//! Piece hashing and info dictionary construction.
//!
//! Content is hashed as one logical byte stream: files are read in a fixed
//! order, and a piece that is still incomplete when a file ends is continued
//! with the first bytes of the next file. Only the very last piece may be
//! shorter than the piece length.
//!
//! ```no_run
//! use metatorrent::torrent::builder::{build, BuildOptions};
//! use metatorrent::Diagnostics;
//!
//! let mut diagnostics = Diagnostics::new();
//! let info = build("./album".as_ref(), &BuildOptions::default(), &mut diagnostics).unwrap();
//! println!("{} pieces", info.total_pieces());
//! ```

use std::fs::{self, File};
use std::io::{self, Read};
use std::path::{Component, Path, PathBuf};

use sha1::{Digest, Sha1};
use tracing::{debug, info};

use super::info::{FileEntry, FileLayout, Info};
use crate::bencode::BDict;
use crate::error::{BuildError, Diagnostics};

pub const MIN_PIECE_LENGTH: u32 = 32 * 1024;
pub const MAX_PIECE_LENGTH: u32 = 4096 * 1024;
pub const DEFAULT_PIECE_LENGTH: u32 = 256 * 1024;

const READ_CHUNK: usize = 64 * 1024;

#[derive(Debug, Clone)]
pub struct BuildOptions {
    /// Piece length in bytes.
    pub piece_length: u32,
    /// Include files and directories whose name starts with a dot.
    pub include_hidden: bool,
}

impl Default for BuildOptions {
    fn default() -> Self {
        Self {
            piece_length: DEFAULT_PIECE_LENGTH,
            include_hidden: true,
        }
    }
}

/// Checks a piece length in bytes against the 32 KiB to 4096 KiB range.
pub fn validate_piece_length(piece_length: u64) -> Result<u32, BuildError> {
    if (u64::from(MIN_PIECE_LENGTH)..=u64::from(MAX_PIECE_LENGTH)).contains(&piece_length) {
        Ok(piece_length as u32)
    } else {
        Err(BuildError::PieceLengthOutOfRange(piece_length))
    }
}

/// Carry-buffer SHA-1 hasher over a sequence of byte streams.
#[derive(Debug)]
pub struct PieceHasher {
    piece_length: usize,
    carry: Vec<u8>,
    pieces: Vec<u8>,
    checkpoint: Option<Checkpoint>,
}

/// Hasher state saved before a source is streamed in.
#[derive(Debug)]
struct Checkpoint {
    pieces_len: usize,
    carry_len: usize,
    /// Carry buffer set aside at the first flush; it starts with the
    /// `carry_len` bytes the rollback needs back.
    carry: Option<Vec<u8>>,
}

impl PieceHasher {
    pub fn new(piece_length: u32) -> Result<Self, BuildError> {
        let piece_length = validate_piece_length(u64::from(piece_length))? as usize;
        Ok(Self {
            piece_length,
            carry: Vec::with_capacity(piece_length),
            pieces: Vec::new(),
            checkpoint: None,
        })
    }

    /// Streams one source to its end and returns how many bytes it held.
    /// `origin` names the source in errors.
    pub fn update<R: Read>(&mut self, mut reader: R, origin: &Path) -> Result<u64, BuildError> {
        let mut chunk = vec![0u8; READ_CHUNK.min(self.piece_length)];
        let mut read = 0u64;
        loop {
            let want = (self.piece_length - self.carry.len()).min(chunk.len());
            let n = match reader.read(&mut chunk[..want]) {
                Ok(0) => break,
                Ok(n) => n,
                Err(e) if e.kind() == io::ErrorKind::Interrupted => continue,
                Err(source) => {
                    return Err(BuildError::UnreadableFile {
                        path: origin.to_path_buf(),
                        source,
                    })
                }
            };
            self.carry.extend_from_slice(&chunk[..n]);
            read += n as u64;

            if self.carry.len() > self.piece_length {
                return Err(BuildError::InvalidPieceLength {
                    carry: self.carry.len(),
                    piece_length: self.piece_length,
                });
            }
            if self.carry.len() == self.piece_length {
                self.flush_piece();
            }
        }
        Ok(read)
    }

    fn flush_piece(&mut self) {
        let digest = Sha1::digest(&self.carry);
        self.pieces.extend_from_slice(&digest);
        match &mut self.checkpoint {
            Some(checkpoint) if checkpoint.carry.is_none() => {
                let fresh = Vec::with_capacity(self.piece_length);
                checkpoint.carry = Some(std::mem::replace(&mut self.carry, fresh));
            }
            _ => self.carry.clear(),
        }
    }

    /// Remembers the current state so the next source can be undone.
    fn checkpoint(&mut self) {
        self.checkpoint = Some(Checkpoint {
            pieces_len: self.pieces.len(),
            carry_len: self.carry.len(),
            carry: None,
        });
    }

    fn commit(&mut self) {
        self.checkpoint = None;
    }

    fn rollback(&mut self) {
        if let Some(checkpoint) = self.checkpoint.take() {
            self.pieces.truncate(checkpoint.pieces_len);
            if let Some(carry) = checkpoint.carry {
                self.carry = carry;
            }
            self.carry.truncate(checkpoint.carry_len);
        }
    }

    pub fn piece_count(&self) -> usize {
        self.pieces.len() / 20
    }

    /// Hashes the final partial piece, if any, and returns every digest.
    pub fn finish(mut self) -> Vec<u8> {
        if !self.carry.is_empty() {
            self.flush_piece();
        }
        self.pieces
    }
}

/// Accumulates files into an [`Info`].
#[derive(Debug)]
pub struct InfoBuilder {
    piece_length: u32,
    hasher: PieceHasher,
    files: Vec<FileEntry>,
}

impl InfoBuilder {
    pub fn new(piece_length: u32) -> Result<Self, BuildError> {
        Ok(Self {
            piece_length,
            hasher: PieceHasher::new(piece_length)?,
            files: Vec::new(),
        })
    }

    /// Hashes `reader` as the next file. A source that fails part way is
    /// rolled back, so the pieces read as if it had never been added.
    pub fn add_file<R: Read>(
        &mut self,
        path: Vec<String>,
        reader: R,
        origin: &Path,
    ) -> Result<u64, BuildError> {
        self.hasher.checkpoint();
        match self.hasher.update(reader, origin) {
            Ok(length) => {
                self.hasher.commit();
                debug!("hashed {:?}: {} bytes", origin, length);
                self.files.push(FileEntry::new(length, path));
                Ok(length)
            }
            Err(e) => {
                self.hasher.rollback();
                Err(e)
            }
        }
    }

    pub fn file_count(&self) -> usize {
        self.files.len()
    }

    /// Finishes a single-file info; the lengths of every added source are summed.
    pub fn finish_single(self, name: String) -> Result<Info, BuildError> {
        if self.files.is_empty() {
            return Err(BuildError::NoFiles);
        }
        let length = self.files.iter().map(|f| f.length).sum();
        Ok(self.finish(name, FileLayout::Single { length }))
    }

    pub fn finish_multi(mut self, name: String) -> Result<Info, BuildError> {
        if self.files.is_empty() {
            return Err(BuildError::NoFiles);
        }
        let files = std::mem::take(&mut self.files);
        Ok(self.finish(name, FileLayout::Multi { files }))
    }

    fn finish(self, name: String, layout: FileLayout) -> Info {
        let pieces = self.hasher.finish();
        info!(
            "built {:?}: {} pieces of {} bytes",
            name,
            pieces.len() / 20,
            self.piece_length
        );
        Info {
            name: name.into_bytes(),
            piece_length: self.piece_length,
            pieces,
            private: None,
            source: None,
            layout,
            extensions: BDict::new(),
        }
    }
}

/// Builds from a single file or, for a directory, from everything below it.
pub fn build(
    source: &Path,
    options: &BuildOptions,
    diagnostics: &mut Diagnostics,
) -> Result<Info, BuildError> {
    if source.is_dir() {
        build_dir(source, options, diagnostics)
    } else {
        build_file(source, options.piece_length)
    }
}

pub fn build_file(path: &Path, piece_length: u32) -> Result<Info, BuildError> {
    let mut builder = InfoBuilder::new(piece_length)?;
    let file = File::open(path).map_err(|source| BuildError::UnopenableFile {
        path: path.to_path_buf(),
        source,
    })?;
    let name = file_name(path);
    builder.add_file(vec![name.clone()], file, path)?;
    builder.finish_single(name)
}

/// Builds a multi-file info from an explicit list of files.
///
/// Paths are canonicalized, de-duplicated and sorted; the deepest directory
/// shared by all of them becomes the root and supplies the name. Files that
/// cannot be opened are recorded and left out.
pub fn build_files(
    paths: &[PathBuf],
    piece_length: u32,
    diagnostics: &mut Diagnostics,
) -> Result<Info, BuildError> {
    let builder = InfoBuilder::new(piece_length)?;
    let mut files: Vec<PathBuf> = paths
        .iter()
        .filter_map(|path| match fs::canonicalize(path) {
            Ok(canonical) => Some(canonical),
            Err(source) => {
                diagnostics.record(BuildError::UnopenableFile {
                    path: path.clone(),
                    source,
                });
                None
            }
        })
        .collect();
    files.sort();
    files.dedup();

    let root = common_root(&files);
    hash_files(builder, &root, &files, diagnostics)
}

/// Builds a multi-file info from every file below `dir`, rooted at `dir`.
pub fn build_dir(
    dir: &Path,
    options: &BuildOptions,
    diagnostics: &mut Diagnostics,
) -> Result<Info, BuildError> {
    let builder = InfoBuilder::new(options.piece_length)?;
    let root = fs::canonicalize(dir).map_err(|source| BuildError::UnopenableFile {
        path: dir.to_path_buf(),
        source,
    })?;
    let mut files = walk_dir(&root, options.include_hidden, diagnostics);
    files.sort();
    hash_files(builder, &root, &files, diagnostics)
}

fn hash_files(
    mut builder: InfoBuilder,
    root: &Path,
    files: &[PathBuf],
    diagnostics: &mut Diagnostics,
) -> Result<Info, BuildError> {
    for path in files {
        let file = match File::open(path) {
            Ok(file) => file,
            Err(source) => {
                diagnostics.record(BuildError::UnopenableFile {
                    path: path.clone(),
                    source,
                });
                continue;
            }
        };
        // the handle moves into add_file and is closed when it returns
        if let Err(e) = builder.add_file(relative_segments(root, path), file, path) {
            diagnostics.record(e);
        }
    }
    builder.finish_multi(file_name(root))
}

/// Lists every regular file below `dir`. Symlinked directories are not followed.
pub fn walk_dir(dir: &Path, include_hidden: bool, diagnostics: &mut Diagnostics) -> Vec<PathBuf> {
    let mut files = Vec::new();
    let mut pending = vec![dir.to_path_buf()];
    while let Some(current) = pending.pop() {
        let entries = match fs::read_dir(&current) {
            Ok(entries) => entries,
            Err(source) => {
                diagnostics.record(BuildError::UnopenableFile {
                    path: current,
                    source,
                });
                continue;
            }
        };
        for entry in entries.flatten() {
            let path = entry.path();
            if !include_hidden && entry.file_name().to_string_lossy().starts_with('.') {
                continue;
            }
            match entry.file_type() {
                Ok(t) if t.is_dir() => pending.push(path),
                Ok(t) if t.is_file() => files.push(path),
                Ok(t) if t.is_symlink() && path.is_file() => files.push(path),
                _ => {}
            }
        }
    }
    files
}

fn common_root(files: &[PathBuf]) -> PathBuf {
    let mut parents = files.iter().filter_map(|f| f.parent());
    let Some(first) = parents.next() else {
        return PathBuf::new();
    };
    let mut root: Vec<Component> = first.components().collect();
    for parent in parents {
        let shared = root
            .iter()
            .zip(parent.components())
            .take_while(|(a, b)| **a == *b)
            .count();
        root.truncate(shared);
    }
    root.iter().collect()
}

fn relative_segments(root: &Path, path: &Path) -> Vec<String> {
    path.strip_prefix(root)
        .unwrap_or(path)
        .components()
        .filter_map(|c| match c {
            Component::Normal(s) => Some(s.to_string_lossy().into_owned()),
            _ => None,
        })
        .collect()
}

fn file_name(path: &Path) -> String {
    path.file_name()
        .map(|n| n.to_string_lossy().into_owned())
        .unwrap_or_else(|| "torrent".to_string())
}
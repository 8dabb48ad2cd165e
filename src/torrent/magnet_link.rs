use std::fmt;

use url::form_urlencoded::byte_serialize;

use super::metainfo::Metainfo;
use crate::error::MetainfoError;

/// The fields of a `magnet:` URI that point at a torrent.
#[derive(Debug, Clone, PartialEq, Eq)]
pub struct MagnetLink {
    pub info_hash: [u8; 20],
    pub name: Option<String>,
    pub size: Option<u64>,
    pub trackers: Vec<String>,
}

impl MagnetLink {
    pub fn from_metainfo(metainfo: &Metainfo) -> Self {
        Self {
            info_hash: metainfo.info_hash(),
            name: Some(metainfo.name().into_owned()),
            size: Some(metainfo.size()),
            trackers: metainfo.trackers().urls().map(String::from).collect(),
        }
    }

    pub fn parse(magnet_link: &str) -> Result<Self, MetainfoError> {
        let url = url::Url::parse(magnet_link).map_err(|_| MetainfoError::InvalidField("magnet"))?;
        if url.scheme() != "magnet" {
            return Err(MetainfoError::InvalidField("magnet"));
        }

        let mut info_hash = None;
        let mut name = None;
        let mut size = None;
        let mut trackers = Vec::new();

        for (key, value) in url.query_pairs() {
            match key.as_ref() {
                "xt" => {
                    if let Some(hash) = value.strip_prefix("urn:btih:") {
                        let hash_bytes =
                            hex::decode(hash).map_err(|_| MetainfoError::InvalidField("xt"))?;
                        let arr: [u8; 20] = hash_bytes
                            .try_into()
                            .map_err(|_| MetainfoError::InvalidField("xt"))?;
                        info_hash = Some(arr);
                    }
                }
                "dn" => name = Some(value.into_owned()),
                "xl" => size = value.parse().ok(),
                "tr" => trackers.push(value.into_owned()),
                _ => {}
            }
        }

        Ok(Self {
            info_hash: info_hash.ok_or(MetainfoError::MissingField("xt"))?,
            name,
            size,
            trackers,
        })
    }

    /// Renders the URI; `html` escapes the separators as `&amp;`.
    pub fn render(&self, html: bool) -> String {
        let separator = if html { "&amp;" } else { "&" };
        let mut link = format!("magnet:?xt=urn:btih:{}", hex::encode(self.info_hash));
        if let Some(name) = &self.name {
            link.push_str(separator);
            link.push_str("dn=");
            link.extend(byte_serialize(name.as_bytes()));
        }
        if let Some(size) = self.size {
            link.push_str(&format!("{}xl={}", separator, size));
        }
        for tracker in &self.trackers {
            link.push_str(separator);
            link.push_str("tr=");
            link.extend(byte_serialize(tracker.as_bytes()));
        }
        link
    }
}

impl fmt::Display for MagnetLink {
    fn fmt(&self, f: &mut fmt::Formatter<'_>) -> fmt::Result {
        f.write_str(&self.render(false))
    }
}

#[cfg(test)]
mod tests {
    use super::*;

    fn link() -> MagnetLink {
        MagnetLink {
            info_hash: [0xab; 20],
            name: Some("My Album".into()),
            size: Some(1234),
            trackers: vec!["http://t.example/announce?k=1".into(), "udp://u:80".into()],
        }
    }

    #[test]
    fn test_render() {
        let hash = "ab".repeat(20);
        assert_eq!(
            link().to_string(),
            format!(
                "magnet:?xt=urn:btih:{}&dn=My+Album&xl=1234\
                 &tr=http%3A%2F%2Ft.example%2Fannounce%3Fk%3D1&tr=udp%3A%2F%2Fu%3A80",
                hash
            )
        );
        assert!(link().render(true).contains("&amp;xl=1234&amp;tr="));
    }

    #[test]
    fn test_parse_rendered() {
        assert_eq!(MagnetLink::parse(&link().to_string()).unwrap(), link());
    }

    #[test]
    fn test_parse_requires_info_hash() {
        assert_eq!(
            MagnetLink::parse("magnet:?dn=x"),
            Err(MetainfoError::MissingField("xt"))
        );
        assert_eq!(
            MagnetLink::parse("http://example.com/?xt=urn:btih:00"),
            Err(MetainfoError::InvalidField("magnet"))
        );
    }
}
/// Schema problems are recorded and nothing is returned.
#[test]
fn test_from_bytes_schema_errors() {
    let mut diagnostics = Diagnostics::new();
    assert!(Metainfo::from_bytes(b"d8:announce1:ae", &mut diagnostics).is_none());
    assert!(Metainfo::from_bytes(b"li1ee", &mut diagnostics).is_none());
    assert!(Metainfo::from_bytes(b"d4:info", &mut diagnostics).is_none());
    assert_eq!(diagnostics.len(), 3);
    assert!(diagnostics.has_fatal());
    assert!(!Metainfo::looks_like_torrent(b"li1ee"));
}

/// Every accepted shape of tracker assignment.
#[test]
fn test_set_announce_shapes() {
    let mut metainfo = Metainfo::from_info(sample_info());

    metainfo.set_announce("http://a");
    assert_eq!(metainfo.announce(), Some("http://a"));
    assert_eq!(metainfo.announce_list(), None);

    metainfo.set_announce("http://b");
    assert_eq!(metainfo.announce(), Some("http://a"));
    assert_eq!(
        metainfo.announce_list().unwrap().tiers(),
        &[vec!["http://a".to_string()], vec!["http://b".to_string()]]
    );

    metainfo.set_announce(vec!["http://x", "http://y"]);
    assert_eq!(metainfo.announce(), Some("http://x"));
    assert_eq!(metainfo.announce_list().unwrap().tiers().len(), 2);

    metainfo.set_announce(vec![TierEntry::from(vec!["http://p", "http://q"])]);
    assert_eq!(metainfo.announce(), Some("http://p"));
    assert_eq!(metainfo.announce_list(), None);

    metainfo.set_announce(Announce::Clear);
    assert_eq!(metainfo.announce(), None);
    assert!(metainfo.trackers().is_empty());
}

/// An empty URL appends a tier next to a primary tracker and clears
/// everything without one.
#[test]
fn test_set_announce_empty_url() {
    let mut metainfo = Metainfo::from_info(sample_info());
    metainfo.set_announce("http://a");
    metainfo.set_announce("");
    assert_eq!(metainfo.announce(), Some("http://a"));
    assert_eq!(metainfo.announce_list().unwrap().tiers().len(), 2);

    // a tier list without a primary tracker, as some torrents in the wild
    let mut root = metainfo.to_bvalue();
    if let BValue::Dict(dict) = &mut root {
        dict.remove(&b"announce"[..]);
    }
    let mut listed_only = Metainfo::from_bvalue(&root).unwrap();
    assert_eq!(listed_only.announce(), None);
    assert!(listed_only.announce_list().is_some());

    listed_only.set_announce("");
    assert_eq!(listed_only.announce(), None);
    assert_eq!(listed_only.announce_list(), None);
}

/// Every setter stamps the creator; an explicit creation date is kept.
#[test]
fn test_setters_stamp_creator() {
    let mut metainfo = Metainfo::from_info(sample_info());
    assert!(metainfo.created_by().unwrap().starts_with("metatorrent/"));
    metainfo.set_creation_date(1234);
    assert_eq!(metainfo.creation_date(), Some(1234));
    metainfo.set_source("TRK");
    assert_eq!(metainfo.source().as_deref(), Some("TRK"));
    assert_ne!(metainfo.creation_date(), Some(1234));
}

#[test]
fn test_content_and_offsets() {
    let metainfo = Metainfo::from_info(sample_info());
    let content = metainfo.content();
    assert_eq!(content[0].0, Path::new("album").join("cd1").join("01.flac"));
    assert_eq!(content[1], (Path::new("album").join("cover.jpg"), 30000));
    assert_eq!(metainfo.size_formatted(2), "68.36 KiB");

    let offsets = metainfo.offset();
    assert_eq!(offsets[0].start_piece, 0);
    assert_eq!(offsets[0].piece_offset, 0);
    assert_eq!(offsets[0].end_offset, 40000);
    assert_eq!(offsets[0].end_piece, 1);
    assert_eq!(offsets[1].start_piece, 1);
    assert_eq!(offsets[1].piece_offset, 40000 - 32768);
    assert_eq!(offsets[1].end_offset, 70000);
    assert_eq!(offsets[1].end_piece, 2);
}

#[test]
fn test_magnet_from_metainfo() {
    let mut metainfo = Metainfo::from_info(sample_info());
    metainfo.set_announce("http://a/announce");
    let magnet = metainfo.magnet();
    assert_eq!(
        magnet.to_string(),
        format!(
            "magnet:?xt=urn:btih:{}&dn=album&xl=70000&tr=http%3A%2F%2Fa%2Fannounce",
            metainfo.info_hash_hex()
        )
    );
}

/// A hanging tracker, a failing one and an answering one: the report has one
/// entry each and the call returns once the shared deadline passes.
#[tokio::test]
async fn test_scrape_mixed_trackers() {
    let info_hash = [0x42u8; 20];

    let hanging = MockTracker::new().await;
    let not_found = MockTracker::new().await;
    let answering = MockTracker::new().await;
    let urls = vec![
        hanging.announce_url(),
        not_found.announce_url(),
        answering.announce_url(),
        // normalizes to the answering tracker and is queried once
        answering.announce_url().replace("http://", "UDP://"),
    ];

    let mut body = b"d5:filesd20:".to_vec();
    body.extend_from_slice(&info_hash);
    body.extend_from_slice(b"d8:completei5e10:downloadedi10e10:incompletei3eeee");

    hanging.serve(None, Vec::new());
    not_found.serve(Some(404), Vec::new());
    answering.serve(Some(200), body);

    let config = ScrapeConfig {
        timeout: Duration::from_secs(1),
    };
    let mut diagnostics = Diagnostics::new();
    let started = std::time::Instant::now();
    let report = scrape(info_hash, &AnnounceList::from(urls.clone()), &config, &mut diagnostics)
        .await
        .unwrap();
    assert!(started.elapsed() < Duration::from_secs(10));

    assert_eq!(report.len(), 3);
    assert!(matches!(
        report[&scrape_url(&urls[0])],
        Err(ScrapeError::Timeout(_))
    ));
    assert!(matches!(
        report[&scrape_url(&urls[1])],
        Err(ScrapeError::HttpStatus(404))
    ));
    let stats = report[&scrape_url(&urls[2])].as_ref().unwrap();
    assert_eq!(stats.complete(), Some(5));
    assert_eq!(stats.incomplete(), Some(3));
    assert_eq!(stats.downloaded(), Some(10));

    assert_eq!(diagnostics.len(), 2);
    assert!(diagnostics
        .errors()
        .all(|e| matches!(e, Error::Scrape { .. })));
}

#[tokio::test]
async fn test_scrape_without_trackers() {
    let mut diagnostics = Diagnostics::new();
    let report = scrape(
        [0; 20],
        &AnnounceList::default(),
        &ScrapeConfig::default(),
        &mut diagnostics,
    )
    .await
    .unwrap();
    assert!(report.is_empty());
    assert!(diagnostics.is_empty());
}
####################
Requirement:
Scan the lines above for "pub fn piece_count(&self)" and for "part way is". Repeat exactly the line holding each of them and every line in between.

Output:
    pub fn piece_count(&self) -> usize {
        self.pieces.len() / 20
    }

    /// Hashes the final partial piece, if any, and returns every digest.
    pub fn finish(mut self) -> Vec<u8> {
        if !self.carry.is_empty() {
            self.flush_piece();
        }
        self.pieces
    }
}

/// Accumulates files into an [`Info`].
#[derive(Debug)]
pub struct InfoBuilder {
    piece_length: u32,
    hasher: PieceHasher,
    files: Vec<FileEntry>,
}

impl InfoBuilder {
    pub fn new(piece_length: u32) -> Result<Self, BuildError> {
        Ok(Self {
            piece_length,
            hasher: PieceHasher::new(piece_length)?,
            files: Vec::new(),
        })
    }

    /// Hashes `reader` as the next file. A source that fails part way is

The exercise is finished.